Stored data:
============

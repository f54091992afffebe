mod config;
mod context;
mod pretranslate;
mod prompts;

pub use config::{init_default_config, GenerationMode, PipelineConfig, SearchSettings};
pub use context::{assemble_batch_context, RagContext};
pub use pretranslate::{AiScope, PretranslateOptions, PretranslationPipeline};
pub use prompts::{render_template, PromptSet};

============

- **Task objective**: Repeat the records above exactly.

- **Exercise output**:
repository f54091992afffebe
mod config;
mod context;
mod pretranslate;
mod prompts;

pub use config::{init_default_config, GenerationMode, PipelineConfig, SearchSettings};
pub use context::{assemble_batch_context, RagContext};
pub use pretranslate::{AiScope, PretranslateOptions, PretranslationPipeline};
pub use prompts::{render_template, PromptSet};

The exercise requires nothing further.